California plans to launch a coronavirus vaccination information and data hub in the coming weeks that will allow state residents to sign up for alerts when they are eligible to receive a vaccine, Gov. Gavin Newsom said Monday.
The vaccination hub, dubbed My Turn, uses technology from Salesforce and Skedulo and is currently being piloted in Los Angeles and San Diego counties, Newsom said, with the intent of making it available statewide by February.
Residents will be able to use My Turn to sign up for text or email notifications alerting them to when they can receive a vaccine, as well as to receive information on where vaccines are available, how many state residents have already been vaccinated and the tiers for vaccine access.
Newsom touted My Turn as “the most robust” vaccination information system in the country, but noted that getting it available to all Californians will take a few weeks to ensure a smooth roll-out.
“We just want to make sure that we don’t run this thing into the ground and have a system that shuts down,” Newsom said Monday, during a briefing on the pandemic.
Around 130,000 state residents are being vaccinated each day as of Jan. 15, according to the California Department of Public Health. As of Jan. 17, roughly 3.2 million vaccine doses have been shipped to local health departments and multi-county health care systems.

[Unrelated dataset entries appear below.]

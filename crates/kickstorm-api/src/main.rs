use kickstorm_api::setup;
use kickstorm_core::Config;

#[tokio::main]
async fn main() -> Result<(), anyhow::Error> {
    kickstorm_api::init_tracing();

    // Load configuration
    let config = Config::from_env()?;

    // Initialize the application (workspace store, remote client, routes)
    let (_state, router) = setup::initialize_app(config.clone()).await?;

    // Start the server
    setup::server::start_server(&config, router).await?;

    Ok(())
}
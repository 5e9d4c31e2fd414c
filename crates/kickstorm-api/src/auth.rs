//! Request identity and project membership gate.
//!
//! Accounts live outside this service. Requests arrive with an `X-User-Id`
//! header set by the authenticating front; every handler resolves the
//! project and checks membership before touching the workspace.

use axum::extract::FromRequestParts;
use axum::http::request::Parts;

use kickstorm_core::{AppError, ProjectInfo};

use crate::error::HttpAppError;
use crate::state::AppState;

pub const USER_ID_HEADER: &str = "x-user-id";

/// Identity extracted from the request headers.
#[derive(Debug, Clone, Copy)]
pub struct UserContext {
    pub user_id: i64,
}

impl<S> FromRequestParts<S> for UserContext
where
    S: Send + Sync,
{
    type Rejection = HttpAppError;

    async fn from_request_parts(parts: &mut Parts, _state: &S) -> Result<Self, Self::Rejection> {
        let user_id = parts
            .headers
            .get(USER_ID_HEADER)
            .and_then(|v| v.to_str().ok())
            .and_then(|v| v.parse::<i64>().ok())
            .ok_or_else(|| {
                HttpAppError(AppError::Forbidden(
                    "Missing or invalid user identity".to_string(),
                ))
            })?;
        Ok(UserContext { user_id })
    }
}

/// Resolve the project and require membership for this user.
pub async fn require_member(
    state: &AppState,
    project_id: i64,
    user: UserContext,
) -> Result<ProjectInfo, HttpAppError> {
    let project = state.projects.find(project_id).await.ok_or_else(|| {
        HttpAppError(AppError::NotFound(format!(
            "Project not found: {}",
            project_id
        )))
    })?;
    if !project.is_member(user.user_id) {
        return Err(HttpAppError(AppError::Forbidden(
            "You are not a member of this project".to_string(),
        )));
    }
    Ok(project)
}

In addition to launching My Turn, Newsom announced the state will change its vaccine distribution hierarchy to an age-based system, once all health care workers, people over age 65, food and agriculture workers, teachers and school staff members are vaccinated.

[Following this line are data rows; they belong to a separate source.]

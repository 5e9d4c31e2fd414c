//! Application initialisation: state, routes, server.

pub mod routes;
pub mod server;

use std::sync::Arc;

use anyhow::Result;
use kickstorm_core::{Config, ProjectDirectory, StaticProjectDirectory};
use kickstorm_remote::{HttpRemoteClient, RemotePublisher};

use crate::state::AppState;

/// Build the application state and router from configuration.
pub async fn initialize_app(config: Config) -> Result<(Arc<AppState>, axum::Router)> {
    let projects: Arc<dyn ProjectDirectory> = match &config.projects_file {
        Some(path) => Arc::new(StaticProjectDirectory::from_file(path)?),
        None => {
            tracing::warn!("PROJECTS_FILE not set; starting with an empty project directory");
            Arc::new(StaticProjectDirectory::new(Vec::new()))
        }
    };

    let publisher = if config.remote_enabled {
        let token = config
            .remote_token
            .as_deref()
            .ok_or_else(|| anyhow::anyhow!("REMOTE_TOKEN must be set when REMOTE_ENABLED"))?;
        let owner = config
            .remote_owner
            .as_deref()
            .ok_or_else(|| anyhow::anyhow!("REMOTE_OWNER must be set when REMOTE_ENABLED"))?;
        let client = HttpRemoteClient::new(&config.remote_api_base, token, owner)?;
        tracing::info!(
            api_base = %config.remote_api_base,
            owner = %owner,
            branch = %config.remote_branch,
            "Remote publishing enabled"
        );
        Some(RemotePublisher::new(
            Arc::new(client),
            &config.remote_branch,
            config.remote_default_private,
        ))
    } else {
        tracing::info!("Remote publishing disabled; uploads stage locally only");
        None
    };

    let state = AppState::new(config, projects, publisher);
    let router = routes::setup_routes(&state.config, state.clone())?;
    Ok((state, router))
}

The age-based system “will allow us to scale up much more quickly and get vaccines to impacted communities much more expeditiously,” Newsom said.
Newsom argued that the state’s current average number of vaccinations per day puts the state on track to meet President Biden’s goal of 100 million vaccinations across the country in his first 100 days.

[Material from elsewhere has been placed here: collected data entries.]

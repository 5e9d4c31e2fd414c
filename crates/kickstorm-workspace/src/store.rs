//! Workspace store: directory layout, atomic metadata, history, recovery.
//!
//! All filesystem work here is small and synchronous; requests are allowed
//! to block on workspace I/O. Metadata writes go through a temp file in the
//! session directory, fsync, then an atomic rename, so concurrent readers
//! always observe a consistent prior document.

use chrono::{Duration, Utc};
use std::fs;
use std::io::Write;
use std::path::{Path, PathBuf};
use tempfile::NamedTempFile;

use kickstorm_core::models::{HistoryEntry, RepoFile, SessionStatus, UploadSession};
use kickstorm_core::paths;

const METADATA_FILE: &str = "metadata.json";
const HISTORY_FILE: &str = "history.json";
const INCOMING_DIR: &str = "incoming";
const REPO_DIR: &str = "repo";

/// Reason written to sessions released by the recovery sweep.
const STUCK_RECOVERY_REASON: &str = "sync timeout - stuck session recovered automatically";

#[derive(Debug, thiserror::Error)]
pub enum WorkspaceError {
    #[error("IO error at {path}: {source}")]
    Io {
        path: PathBuf,
        #[source]
        source: std::io::Error,
    },

    #[error("Metadata is not valid JSON: {0}")]
    Metadata(#[from] serde_json::Error),

    #[error("Session not found: {0}")]
    SessionNotFound(String),

    #[error("Session is protected: {0}")]
    Protected(String),

    #[error("Invalid path: {0}")]
    InvalidPath(String),
}

impl WorkspaceError {
    fn io(path: impl Into<PathBuf>, source: std::io::Error) -> Self {
        WorkspaceError::Io {
            path: path.into(),
            source,
        }
    }
}

/// Per-project workspace directories and session documents.
#[derive(Clone, Debug)]
pub struct WorkspaceStore {
    root: PathBuf,
    stuck_after: Duration,
    history_limit: usize,
}

impl WorkspaceStore {
    pub fn new(root: impl Into<PathBuf>, stuck_after_seconds: u64, history_limit: usize) -> Self {
        Self {
            root: root.into(),
            stuck_after: Duration::seconds(stuck_after_seconds as i64),
            history_limit,
        }
    }

    /// Session identifiers come from URLs; only the hex alphabet the
    /// generator emits is accepted, which also rules out traversal.
    pub fn validate_session_id(session_id: &str) -> Result<(), WorkspaceError> {
        let ok = !session_id.is_empty()
            && session_id.len() <= 64
            && session_id.chars().all(|c| c.is_ascii_hexdigit());
        if ok {
            Ok(())
        } else {
            Err(WorkspaceError::InvalidPath(format!(
                "invalid session id: {}",
                session_id
            )))
        }
    }

    pub fn project_dir(&self, project_id: i64) -> PathBuf {
        self.root.join(project_id.to_string())
    }

    /// Create the project workspace skeleton if missing.
    pub fn ensure_project(&self, project_id: i64) -> Result<PathBuf, WorkspaceError> {
        let workspace = self.project_dir(project_id);
        let incoming = workspace.join(INCOMING_DIR);
        fs::create_dir_all(&incoming).map_err(|e| WorkspaceError::io(&incoming, e))?;
        Ok(workspace)
    }

    /// Session directory, created on first use.
    pub fn session_dir(
        &self,
        project_id: i64,
        session_id: &str,
    ) -> Result<PathBuf, WorkspaceError> {
        Self::validate_session_id(session_id)?;
        let dir = self
            .ensure_project(project_id)?
            .join(INCOMING_DIR)
            .join(session_id);
        fs::create_dir_all(&dir).map_err(|e| WorkspaceError::io(&dir, e))?;
        Ok(dir)
    }

    /// Session directory only if it already exists.
    pub fn existing_session_dir(
        &self,
        project_id: i64,
        session_id: &str,
    ) -> Result<PathBuf, WorkspaceError> {
        Self::validate_session_id(session_id)?;
        let dir = self
            .project_dir(project_id)
            .join(INCOMING_DIR)
            .join(session_id);
        if dir.is_dir() {
            Ok(dir)
        } else {
            Err(WorkspaceError::SessionNotFound(session_id.to_string()))
        }
    }

    pub fn repo_dir(&self, project_id: i64) -> Result<PathBuf, WorkspaceError> {
        let dir = self.ensure_project(project_id)?.join(REPO_DIR);
        fs::create_dir_all(&dir).map_err(|e| WorkspaceError::io(&dir, e))?;
        Ok(dir)
    }

    pub fn metadata_path(session_dir: &Path) -> PathBuf {
        session_dir.join(METADATA_FILE)
    }

    pub fn load_metadata(
        &self,
        session_dir: &Path,
    ) -> Result<Option<UploadSession>, WorkspaceError> {
        let path = Self::metadata_path(session_dir);
        if !path.is_file() {
            return Ok(None);
        }
        let raw = fs::read_to_string(&path).map_err(|e| WorkspaceError::io(&path, e))?;
        Ok(Some(serde_json::from_str(&raw)?))
    }

    /// Atomic write: temp file in the same directory, fsync, rename over.
    /// An unflushed write must never be observable as a half-written
    /// document; the recovery sweep is the backstop for anything that never
    /// lands at all.
    pub fn save_metadata(
        &self,
        session_dir: &Path,
        session: &UploadSession,
    ) -> Result<(), WorkspaceError> {
        fs::create_dir_all(session_dir).map_err(|e| WorkspaceError::io(session_dir, e))?;
        let path = Self::metadata_path(session_dir);
        let body = serde_json::to_vec_pretty(session)?;

        let mut tmp =
            NamedTempFile::new_in(session_dir).map_err(|e| WorkspaceError::io(session_dir, e))?;
        tmp.write_all(&body)
            .map_err(|e| WorkspaceError::io(&path, e))?;
        tmp.as_file()
            .sync_all()
            .map_err(|e| WorkspaceError::io(&path, e))?;
        tmp.persist(&path)
            .map_err(|e| WorkspaceError::io(&path, e.error))?;

        tracing::debug!(
            session_id = %session.session_id,
            status = %session.status,
            path = %path.display(),
            "Session metadata saved"
        );
        Ok(())
    }

    /// List sessions for a project, newest first, running the stale-sync
    /// recovery sweep over every entry it reads. Sessions found `syncing`
    /// with an `updated_at` older than the stuck threshold are rewritten to
    /// `error` in place; the sweep is idempotent and safe to run while a
    /// real worker is active because the worker re-reads state before it
    /// writes `completed`.
    pub fn list_sessions(
        &self,
        project_id: i64,
        limit: Option<usize>,
    ) -> Result<Vec<UploadSession>, WorkspaceError> {
        let incoming = self.project_dir(project_id).join(INCOMING_DIR);
        if !incoming.is_dir() {
            return Ok(Vec::new());
        }

        let mut sessions = Vec::new();
        let entries = fs::read_dir(&incoming).map_err(|e| WorkspaceError::io(&incoming, e))?;
        for entry in entries {
            let entry = entry.map_err(|e| WorkspaceError::io(&incoming, e))?;
            let session_path = entry.path();
            if !session_path.is_dir() {
                continue;
            }
            let mut session = match self.load_metadata(&session_path) {
                Ok(Some(session)) => session,
                Ok(None) => continue,
                Err(e) => {
                    tracing::warn!(
                        path = %session_path.display(),
                        error = %e,
                        "Skipping unreadable session metadata"
                    );
                    continue;
                }
            };

            if self.recover_if_stuck(&session_path, &mut session)? {
                tracing::warn!(
                    session_id = %session.session_id,
                    project_id = project_id,
                    "Session auto-recovered from stuck syncing state"
                );
            }

            sessions.push(session);
        }

        sessions.sort_by(|a, b| b.created_at.cmp(&a.created_at));
        if let Some(limit) = limit {
            sessions.truncate(limit);
        }
        Ok(sessions)
    }

    /// Load one session by id, applying the same recovery sweep.
    pub fn load_session(
        &self,
        project_id: i64,
        session_id: &str,
    ) -> Result<UploadSession, WorkspaceError> {
        let dir = self.existing_session_dir(project_id, session_id)?;
        let mut session = self
            .load_metadata(&dir)?
            .ok_or_else(|| WorkspaceError::SessionNotFound(session_id.to_string()))?;
        self.recover_if_stuck(&dir, &mut session)?;
        Ok(session)
    }

    fn recover_if_stuck(
        &self,
        session_dir: &Path,
        session: &mut UploadSession,
    ) -> Result<bool, WorkspaceError> {
        if session.status != SessionStatus::Syncing {
            return Ok(false);
        }
        let age = Utc::now() - session.updated_at;
        if age <= self.stuck_after {
            return Ok(false);
        }
        session.mark_error(STUCK_RECOVERY_REASON);
        session.recovered_at = Some(Utc::now());
        self.save_metadata(session_dir, session)?;
        Ok(true)
    }

    /// Delete a session directory. Refused while the session is protected
    /// (`completed` or `syncing`).
    pub fn delete_session(&self, project_id: i64, session_id: &str) -> Result<(), WorkspaceError> {
        let dir = self.existing_session_dir(project_id, session_id)?;
        if let Some(session) = self.load_metadata(&dir)? {
            if session.status.is_protected() {
                return Err(WorkspaceError::Protected(format!(
                    "session {} is {}",
                    session_id, session.status
                )));
            }
        }
        fs::remove_dir_all(&dir).map_err(|e| WorkspaceError::io(&dir, e))?;
        tracing::info!(
            project_id = project_id,
            session_id = %session_id,
            "Upload session deleted"
        );
        Ok(())
    }

    fn history_path(&self, project_id: i64) -> Result<PathBuf, WorkspaceError> {
        Ok(self.ensure_project(project_id)?.join(HISTORY_FILE))
    }

    pub fn load_history(
        &self,
        project_id: i64,
        limit: Option<usize>,
    ) -> Result<Vec<HistoryEntry>, WorkspaceError> {
        let path = self.history_path(project_id)?;
        if !path.is_file() {
            return Ok(Vec::new());
        }
        let raw = fs::read_to_string(&path).map_err(|e| WorkspaceError::io(&path, e))?;
        // A mangled history file must not break status reads.
        let mut entries: Vec<HistoryEntry> = serde_json::from_str(&raw).unwrap_or_default();
        if let Some(limit) = limit {
            entries.truncate(limit);
        }
        Ok(entries)
    }

    /// Prepend a history entry, truncating to the configured ring size.
    pub fn push_history(
        &self,
        project_id: i64,
        entry: HistoryEntry,
    ) -> Result<(), WorkspaceError> {
        let path = self.history_path(project_id)?;
        let mut entries = self.load_history(project_id, None)?;
        entries.insert(0, entry);
        entries.truncate(self.history_limit);

        let body = serde_json::to_vec_pretty(&entries)?;
        let parent = path.parent().unwrap_or_else(|| self.root.as_path());
        let mut tmp = NamedTempFile::new_in(parent).map_err(|e| WorkspaceError::io(parent, e))?;
        tmp.write_all(&body)
            .map_err(|e| WorkspaceError::io(&path, e))?;
        tmp.as_file()
            .sync_all()
            .map_err(|e| WorkspaceError::io(&path, e))?;
        tmp.persist(&path)
            .map_err(|e| WorkspaceError::io(&path, e.error))?;
        Ok(())
    }

    /// List the synced `repo/` tree.
    pub fn repo_files(
        &self,
        project_id: i64,
        limit: usize,
    ) -> Result<Vec<RepoFile>, WorkspaceError> {
        let repo = self.repo_dir(project_id)?;
        crate::tree::list_repo_files(&repo, limit)
    }

    /// Resolve a client-supplied path inside `repo/`, rejecting anything
    /// that escapes it.
    pub fn repo_file_path(
        &self,
        project_id: i64,
        relative_path: &str,
    ) -> Result<PathBuf, WorkspaceError> {
        let sanitized = paths::sanitize(relative_path)
            .map_err(|e| WorkspaceError::InvalidPath(e.to_string()))?;
        let repo = self.repo_dir(project_id)?;
        let absolute = repo.join(&sanitized);

        // Containment check on the resolved path; the sanitized form cannot
        // contain traversal segments, this guards symlinked components.
        if let Ok(canonical) = absolute.canonicalize() {
            let repo_canonical = repo
                .canonicalize()
                .map_err(|e| WorkspaceError::io(&repo, e))?;
            if !canonical.starts_with(&repo_canonical) {
                return Err(WorkspaceError::InvalidPath(format!(
                    "path escapes the repository tree: {}",
                    relative_path
                )));
            }
        }
        Ok(absolute)
    }

    /// Resolve a staged file inside a session directory.
    pub fn staged_file_path(
        &self,
        session_dir: &Path,
        relative_path: &str,
    ) -> Result<PathBuf, WorkspaceError> {
        let sanitized = paths::sanitize(relative_path)
            .map_err(|e| WorkspaceError::InvalidPath(e.to_string()))?;
        Ok(session_dir.join(sanitized))
    }

    /// Mirror a session's accepted files into `repo/`. Only invoked after a
    /// successful remote publish, so `repo/` tracks the last published
    /// snapshot.
    pub fn mirror_session(
        &self,
        project_id: i64,
        session_dir: &Path,
        accepted: &[String],
    ) -> Result<usize, WorkspaceError> {
        let repo = self.repo_dir(project_id)?;
        let mut copied = 0usize;
        for rel in accepted {
            let source = session_dir.join(rel);
            if !source.is_file() {
                tracing::warn!(path = %rel, "Staged file missing during mirror, skipping");
                continue;
            }
            let dest = repo.join(rel);
            if let Some(parent) = dest.parent() {
                fs::create_dir_all(parent).map_err(|e| WorkspaceError::io(parent, e))?;
            }
            fs::copy(&source, &dest).map_err(|e| WorkspaceError::io(&dest, e))?;
            copied += 1;
        }
        tracing::debug!(
            project_id = project_id,
            copied = copied,
            "Session files mirrored into repo tree"
        );
        Ok(copied)
    }

    /// Collect the session's staged files (relative path, absolute path),
    /// sorted by path. `metadata.json` is never part of the file set.
    pub fn collect_staged_files(
        &self,
        session_dir: &Path,
    ) -> Result<Vec<(String, PathBuf)>, WorkspaceError> {
        let mut files = Vec::new();
        collect_files_recursive(session_dir, session_dir, &mut files)?;
        files.retain(|(rel, _)| rel != METADATA_FILE);
        files.sort_by(|a, b| a.0.cmp(&b.0));
        Ok(files)
    }
}

fn collect_files_recursive(
    root: &Path,
    dir: &Path,
    out: &mut Vec<(String, PathBuf)>,
) -> Result<(), WorkspaceError> {
    let entries = fs::read_dir(dir).map_err(|e| WorkspaceError::io(dir, e))?;
    for entry in entries {
        let entry = entry.map_err(|e| WorkspaceError::io(dir, e))?;
        let path = entry.path();
        if path.is_dir() {
            collect_files_recursive(root, &path, out)?;
        } else if path.is_file() {
            if let Ok(rel) = path.strip_prefix(root) {
                let rel = rel
                    .components()
                    .map(|c| c.as_os_str().to_string_lossy())
                    .collect::<Vec<_>>()
                    .join("/");
                out.push((rel, path));
            }
        }
    }
    Ok(())
}
//! KICKStorm Remote – versioned-store publication.
//!
//! Thin abstraction over the remote repository API plus the batch commit
//! builder that turns a session's file set into a single logical commit
//! (chunked when the tree API caps entries per request).

mod batch;
mod client;
mod http;
mod publisher;
pub mod testing;

pub use batch::{BatchCommitBuilder, RetryPolicy, TREE_BATCH_LIMIT};
pub use client::{CommitRef, RemoteError, RemoteFile, RemoteRepoClient, TreeEntry};
pub use http::HttpRemoteClient;
pub use publisher::{sanitize_repo_name, RemotePublisher};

The state would only have to average around 110,000 vaccinations per day to meet that goal, Newsom noted.
“Even if things were static—they will not be—but even if things were static, we would more than exceed the goal that was laid out by the Biden administration,” Newsom said.
Newsom also acknowledged the state’s lackluster vaccination rate so far, ranking in the bottom half of states by the percentage of vaccine doses administered.
Public health officials in many counties, including some in the Bay Area, have argued they don’t have access to enough doses to efficiently vaccinate large numbers of people.
Likewise, the state’s original framework of which demographics to vaccinate and when, likely contributed to the lag, Newsom said.
“We realize we have got to increase throughput here,” he said. “While we are proud of the framework we put out … we recognize it has advantages and it has disadvantages as it relates to speed and efficiency.”
The state also plans to reallocate some vaccine doses that go unused to ensure every possible dose is utilized.
“We have tripled our rate of administration of the vaccine,” Newsom said, noting that daily vaccinations were at just 43,459 on Jan. 4. “We’re just getting going.”